WHAT IS EXPECTED:
Line by line, copy the records below exactly.

** Opening INFORMATION block **

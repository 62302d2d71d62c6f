//! Documentation page trees and their depth-first flattening.

use super::{CorpusPage, FrontMatter};
use serde::{Deserialize, Serialize};

/// A page in a version's documentation tree.
#[derive(Debug, Clone, PartialEq, Serialize, Deserialize)]
pub struct PageNode {
    pub title: String,
    pub slug: String,
    /// Resolved URL. Derived from the version and slug when omitted.
    #[serde(default)]
    pub route: Option<String>,
    /// Rendered HTML body.
    #[serde(default)]
    pub content: String,
    #[serde(default)]
    pub front_matter: FrontMatter,
    #[serde(default)]
    pub children: Vec<PageNode>,
}

impl PageNode {
    pub fn new(title: impl Into<String>, slug: impl Into<String>) -> Self {
        Self {
            title: title.into(),
            slug: slug.into(),
            route: None,
            content: String::new(),
            front_matter: FrontMatter::new(),
            children: Vec::new(),
        }
    }

    pub fn with_content(mut self, content: impl Into<String>) -> Self {
        self.content = content.into();
        self
    }

    pub fn with_route(mut self, route: impl Into<String>) -> Self {
        self.route = Some(route.into());
        self
    }

    pub fn with_front_matter(mut self, key: impl Into<String>, value: serde_json::Value) -> Self {
        self.front_matter.insert(key.into(), value);
        self
    }

    pub fn with_child(mut self, child: Self) -> Self {
        self.children.push(child);
        self
    }
}

/// Flatten page trees into depth-first pre-order.
///
/// Uses an explicit stack, so arbitrarily deep trees cannot overflow the
/// call stack. Siblings keep their declared order.
pub fn flatten(roots: Vec<PageNode>, version: &str) -> Vec<CorpusPage> {
    let mut flat = Vec::new();
    let mut stack: Vec<PageNode> = roots.into_iter().rev().collect();

    while let Some(mut node) = stack.pop() {
        let children = std::mem::take(&mut node.children);
        stack.extend(children.into_iter().rev());

        let route = node
            .route
            .unwrap_or_else(|| format!("/{}/{}", version, node.slug.trim_start_matches('/')));
        flat.push(CorpusPage {
            title: node.title,
            slug: node.slug,
            route,
            content: node.content,
            front_matter: node.front_matter,
            version: version.to_string(),
        });
    }

    flat
}
pub mod cache;
pub mod cli;
pub mod config;
pub mod corpus;
pub mod error;
pub mod html;
pub mod schema;
pub mod search;
pub mod server;
pub mod service;
pub mod tools;
pub mod tracing;
pub mod types;
pub mod version;

pub use config::Config;
pub use error::{CacheError, CorpusError, SearchError};
pub use service::DocSearch;
pub use types::{IndexedPage, PageSize, Paginated, SearchQuery, SearchResponse, SearchResult};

** Closing INFORMATION block **

ANSWER BELOW:
repository 62302d2d71d62c6f
//! Documentation page trees and their depth-first flattening.

use super::{CorpusPage, FrontMatter};
use serde::{Deserialize, Serialize};

/// A page in a version's documentation tree.
#[derive(Debug, Clone, PartialEq, Serialize, Deserialize)]
pub struct PageNode {
    pub title: String,
    pub slug: String,
    /// Resolved URL. Derived from the version and slug when omitted.
    #[serde(default)]
    pub route: Option<String>,
    /// Rendered HTML body.
    #[serde(default)]
    pub content: String,
    #[serde(default)]
    pub front_matter: FrontMatter,
    #[serde(default)]
    pub children: Vec<PageNode>,
}

impl PageNode {
    pub fn new(title: impl Into<String>, slug: impl Into<String>) -> Self {
        Self {
            title: title.into(),
            slug: slug.into(),
            route: None,
            content: String::new(),
            front_matter: FrontMatter::new(),
            children: Vec::new(),
        }
    }

    pub fn with_content(mut self, content: impl Into<String>) -> Self {
        self.content = content.into();
        self
    }

    pub fn with_route(mut self, route: impl Into<String>) -> Self {
        self.route = Some(route.into());
        self
    }

    pub fn with_front_matter(mut self, key: impl Into<String>, value: serde_json::Value) -> Self {
        self.front_matter.insert(key.into(), value);
        self
    }

    pub fn with_child(mut self, child: Self) -> Self {
        self.children.push(child);
        self
    }
}

/// Flatten page trees into depth-first pre-order.
///
/// Uses an explicit stack, so arbitrarily deep trees cannot overflow the
/// call stack. Siblings keep their declared order.
pub fn flatten(roots: Vec<PageNode>, version: &str) -> Vec<CorpusPage> {
    let mut flat = Vec::new();
    let mut stack: Vec<PageNode> = roots.into_iter().rev().collect();

    while let Some(mut node) = stack.pop() {
        let children = std::mem::take(&mut node.children);
        stack.extend(children.into_iter().rev());

        let route = node
            .route
            .unwrap_or_else(|| format!("/{}/{}", version, node.slug.trim_start_matches('/')));
        flat.push(CorpusPage {
            title: node.title,
            slug: node.slug,
            route,
            content: node.content,
            front_matter: node.front_matter,
            version: version.to_string(),
        });
    }

    flat
}
pub mod cache;
pub mod cli;
pub mod config;
pub mod corpus;
pub mod error;
pub mod html;
pub mod schema;
pub mod search;
pub mod server;
pub mod service;
pub mod tools;
pub mod tracing;
pub mod types;
pub mod version;

pub use config::Config;
pub use error::{CacheError, CorpusError, SearchError};
pub use service::DocSearch;
pub use types::{IndexedPage, PageSize, Paginated, SearchQuery, SearchResponse, SearchResult};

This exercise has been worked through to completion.